Opened 12 years ago
Closed 11 years ago
#1385 closed enhancement (fixed)
Plot function in the annotation summary table in experiment explorer
Reported by: | Nicklas Nordborg | Owned by: | Nicklas Nordborg |
---|---|---|---|
Priority: | major | Milestone: | BASE 2.14 |
Component: | web | Version: | |
Keywords: | Cc: |
Description (last modified by )
Attachments (1)
Change History (14)
comment:1 Changed 12 years ago by
Changed 12 years ago by
Attachment: | plotfunction_EE_box.pdf added |
---|
comment:3 Changed 11 years ago by
Description: | modified (diff) |
---|---|
Milestone: | → BASE 2.14 |
Owner: | changed from everyone to Nicklas Nordborg |
Status: | new → assigned |
comment:4 Changed 11 years ago by
I have investigated what kind of help we can get from the JFreeChart
plot package that we are using. It has a box-and-whisker type chart that is relatively easy to use. But I don't know if all calculations are made exactly as in the pdf that Johan submitted. By looking at the JFreeChart
source code here is what I think it does:
- It calculates the mean and median as usual. The plot can show one or both values. The median as a line and the mean as a circle.

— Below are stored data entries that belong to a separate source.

impl AbstractType {
    pub fn primitive(kind: PrimitiveKind) -> Self {
        AbstractType::Primitive(kind)
    }

    pub fn enum_ref(name: impl Into<String>) -> Self {
        AbstractType::EnumRef(name.into())
    }

    pub fn struct_ref(name: impl Into<String>) -> Self {
        AbstractType::StructRef(name.into())
    }

    pub fn sequence(inner: AbstractType) -> Self {
        AbstractType::Sequence(Box::new(inner))
    }

    pub fn mapping(key: PrimitiveKind, value: AbstractType) -> Self {
        AbstractType::Mapping {
            key,
            value: Box::new(value),
        }
    }

    pub fn deferred(inner: AbstractType) -> Self {
        AbstractType::DeferredResult(Box::new(inner))
    }

    /// Whether this is a `DeferredResult` at the outermost level.
    pub fn is_deferred(&self) -> bool {
        matches!(self, AbstractType::DeferredResult(_))
    }

    /// Whether this is the `void` primitive.
    pub fn is_void(&self) -> bool {
        matches!(self, AbstractType::Primitive(PrimitiveKind::Void))
    }

    /// The payload a caller eventually receives: the inner type of a
    /// `DeferredResult`, or the type itself.
    pub fn payload(&self) -> &AbstractType {
        match self {
            AbstractType::DeferredResult(inner) => inner,
            other => other,
        }
    }

    /// Collect every named reference, depth-first, in source order.
    pub fn references(&self) -> Vec<TypeReference<'_>> {
        let mut refs = Vec::new();
        self.collect_references(&mut refs);
        refs
    }

    fn collect_references<'a>(&'a self, refs: &mut Vec<TypeReference<'a>>) {
        match self {
            AbstractType::Primitive(_) => {}
            AbstractType::EnumRef(name) => refs.push(TypeReference::Enum(name)),
            AbstractType::StructRef(name) => refs.push(TypeReference::Struct(name)),
            AbstractType::Sequence(inner) | AbstractType::DeferredResult(inner) => {
                inner.collect_references(refs)
            }
            AbstractType::Mapping { value, .. } => value.collect_references(refs),
        }
    }

    /// Whether `void` or `DeferredResult` appears strictly inside this type.
    pub(crate) fn nested_kinds(&self) -> (bool, bool) {
        fn walk(ty: &AbstractType, top: bool, void: &mut bool, deferred: &mut bool) {
            match ty {
                AbstractType::Primitive(PrimitiveKind::Void) if !top => *void = true,
                AbstractType::Primitive(_)
                | AbstractType::EnumRef(_)
                | AbstractType::StructRef(_) => {}
                AbstractType::Sequence(inner) => walk(inner, false, void, deferred),
                AbstractType::Mapping { key, value } => {
                    if *key == PrimitiveKind::Void {
                        *void = true;
                    }
                    walk(value, false, void, deferred)
                }
                AbstractType::DeferredResult(inner) => {
                    if !top {
                        *deferred = true;
                    }
                    walk(inner, false, void, deferred)
                }
            }
        }

        let (mut void, mut deferred) = (false, false);
        walk(self, true, &mut void, &mut deferred);
        (void, deferred)
    }
}

impl fmt::Display for AbstractType {
    fn fmt(&self, f: &mut fmt::Formatter<'_>) -> fmt::Result {
        match self {
            AbstractType::Primitive(kind) => write!(f, "{kind}"),
            AbstractType::EnumRef(name) => write!(f, "enum {name}"),
            AbstractType::StructRef(name) => write!(f, "struct {name}"),
            AbstractType::Sequence(inner) => write!(f, "sequence<{inner}>"),
            AbstractType::Mapping { key, value } => write!(f, "mapping<{key}, {value}>"),
            AbstractType::DeferredResult(inner) => write!(f, "deferred<{inner}>"),
        }
    }
}

// ============================================================================
// Builders
// ============================================================================

impl ServiceDefinition {
    /// Create an empty service with the given name.
    pub fn new(name: impl Into<String>) -> Self {
        Self {
            name: name.into(),
            package: String::new(),
            version: None,
            docs: Vec::new(),
            operations: Vec::new(),
            events: Vec::new(),
            attributes: Vec::new(),
            enums: Vec::new(),
            structs: Vec::new(),
        }
    }

    pub fn with_package(mut self, package: impl Into<String>) -> Self {
        self.package = package.into();
        self
    }

    pub fn with_version(mut self, major: u32, minor: u32) -> Self {
        self.version = Some(InterfaceVersion { major, minor });
        self
    }

    pub fn with_doc(mut self, line: impl Into<String>) -> Self {
        self.docs.push(line.into());
        self
    }

    pub fn with_operation(mut self, operation: Operation) -> Self {
        self.operations.push(operation);
        self
    }

    pub fn with_event(mut self, event: Event) -> Self {
        self.events.push(event);
        self
    }

    pub fn with_attribute(mut self, attribute: Attribute) -> Self {
        self.attributes.push(attribute);
        self
    }

    pub fn with_enum(mut self, def: EnumDef) -> Self {
        self.enums.push(def);
        self
    }

    pub fn with_struct(mut self, def: StructDef) -> Self {
        self.structs.push(def);
        self
    }

    /// Package split into its dotted segments.
    pub fn package_segments(&self) -> Vec<&str> {
        self.package.split('.').filter(|s| !s.is_empty()).collect()
    }
}

impl Operation {
    pub fn new(name: impl Into<String>, returns: AbstractType) -> Self {
        Self {
            name: name.into(),
            parameters: Vec::new(),
            returns,
            fallible: false,
            docs: Vec::new(),
        }
    }

    pub fn with_param(mut self, name: impl Into<String>, ty: AbstractType) -> Self {
        self.parameters.push(Parameter {
            name: name.into(),
            ty,
        });
        self
    }

    pub fn fallible(mut self) -> Self {
        self.fallible = true;
        self
    }

    pub fn with_doc(mut self, line: impl Into<String>) -> Self {
        self.docs.push(line.into());
        self
    }
}

impl StructDef {
    pub fn new(name: impl Into<String>) -> Self {
        Self {
            name: name.into(),
            fields: Vec::new(),
            docs: Vec::new(),
        }
    }

    pub fn with_field(mut self, name: impl Into<String>, ty: AbstractType) -> Self {
        self.fields.push(Field::new(name, ty));
        self
    }

    pub fn with_doc(mut self, line: impl Into<String>) -> Self {
        self.docs.push(line.into());
        self
    }
}

impl Field {
    pub fn new(name: impl Into<String>, ty: AbstractType) -> Self {
        Self {
            name: name.into(),
            ty,
            docs: Vec::new(),
        }
    }
}

impl EnumDef {
    pub fn new(name: impl Into<String>) -> Self {
        Self {
            name: name.into(),
            members: Vec::new(),
            docs: Vec::new(),
        }
    }

    pub fn with_member(mut self, name: impl Into<String>, ordinal: i64) -> Self {
        self.members.push(EnumMember {
            name: name.into(),
            ordinal,
        });
        self
    }

    pub fn with_doc(mut self, line: impl Into<String>) -> Self {
        self.docs.push(line.into());
        self
    }

    /// Whether every ordinal fits a signed 32-bit integer.
    pub fn fits_i32(&self) -> bool {
        self.members
            .iter()
            .all(|m| i32::try_from(m.ordinal).is_ok())
    }
}

impl Event {
    /// An event delivering a single value.
    pub fn value(name: impl Into<String>, ty: AbstractType) -> Self {
        Self {
            name: name.into(),
            payload: EventPayload::Value(ty),
            docs: Vec::new(),
        }
    }

    /// An event delivering a tuple of named values.
    pub fn tuple(name: impl Into<String>, fields: Vec<Field>) -> Self {
        Self {
            name: name.into(),
            payload: EventPayload::Tuple(fields),
            docs: Vec::new(),
        }
    }
}

impl Attribute {
    pub fn new(name: impl Into<String>, ty: AbstractType, mutable: bool) -> Self {
        Self {
            name: name.into(),
            ty,
            mutable,
            docs: Vec::new(),
        }
    }
}

#[cfg(test)]
#[path = "model/model_tests.rs"]
mod model_tests;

- The 1st (Q1) and 3rd (Q3) quartiles are calculated as the median of the lower/upper half of the (sorted) list of values. The two values define the bottom and top of the box. Eg. if we have 10 sorted data values, then Q1 = median of values 1-5 and Q2 = median of values 6-10.
- Then, upper and lower threashold (TU/TL) values are calculated as:
TU = Q3 + (Q3-Q1)*1.5 TL = Q1 - (Q3-Q1)*1.5
- The highest data value that is less than or equal to TU defines the upper whisker and the lowest data value that is greater than or equal to TL defines the lower whisker.
So, now my question is if this algorithm is what you want? If not, it would be nice if someone post an alternate algorithm for how to calculate the values.
comment:5 Changed 11 years ago by
We would prefer that the TU and TL are calculated differently. The lower value should be the 5th percentile and the upper value should be the 95th percentile. If you have all the values in a sorted vector simply use the value at index 0.05*vector_size and 0.95*vector_size, respectively. Ties should be solved by taking the arithmetic average of the two neighbouring values.
(Q1 and Q3 are calculated similarly with factors 0.25 and 0.75, but the way outlined above works also.)
comment:6 follow-up: 7 Changed 11 years ago by
Ties should be solved by taking the arithmetic average of the two neighbouring values.
What exactly does this mean?
comment:7 Changed 11 years ago by
Replying to nicklas:
Ties should be solved by taking the arithmetic average of the two neighbouring values.
What exactly does this mean?
The counting for the 20th percentile may end up between two elements in the vector. Say you have a vector with 6 elements:
1 4 12 53 100 126
the 20th percentile is between index 1 and 2 ... the value should be (1+4)/2=2.5.
comment:8 Changed 11 years ago by
Hmmm... so if we use factor * vector_size
we get the index for that percentile...
It doesn't seem to work for medians which I guess is the same as the 50th percentile. And what about boundaries when we are close the the first and last element in the list?
- 25th percentile: 6 * 0.25 = 1.5 --> average of element 1+2
- median: 6 * 0.5 = 3 --> but the median should be the average of element 3+4
- 5th percentile: 6 * 0.05 = 0.3 --> value of element 1?
- 95th percentile: 6 * 0.95 = 5.7 --> average of element 5+6... but this is not symmetric with the 5th percentile??
What if we have 7 elements?
- 25th percentile: 7 * 0.25 = 1.75 --> average of element 1+2
- median: 7 * 0.5 = 3.5 --> but the median should be the value of element 4
What am I missing?
comment:9 Changed 11 years ago by
I found this: http://www.koders.com/java/fid867FA235DAF49EE794B20334EF719CE6C69E17E5.aspx
Does that algorithm makes sense?
comment:10 Changed 11 years ago by
The index determination should use (vector.length+1) and you will the proper index.
The code seems okay, the difference lies in the calculation of ties. I suggested a non-weighted average whereas the code interpolates between the values in the two neighbouring elements. Either will do, just document the choice made.
comment:11 Changed 11 years ago by
comment:12 Changed 11 years ago by
comment:13 Changed 11 years ago by
Resolution: | → fixed |
---|---|
Status: | assigned → closed |
Everything seems to be ok now.
I don't understand what kind of plot you would like. Please specify and give an example.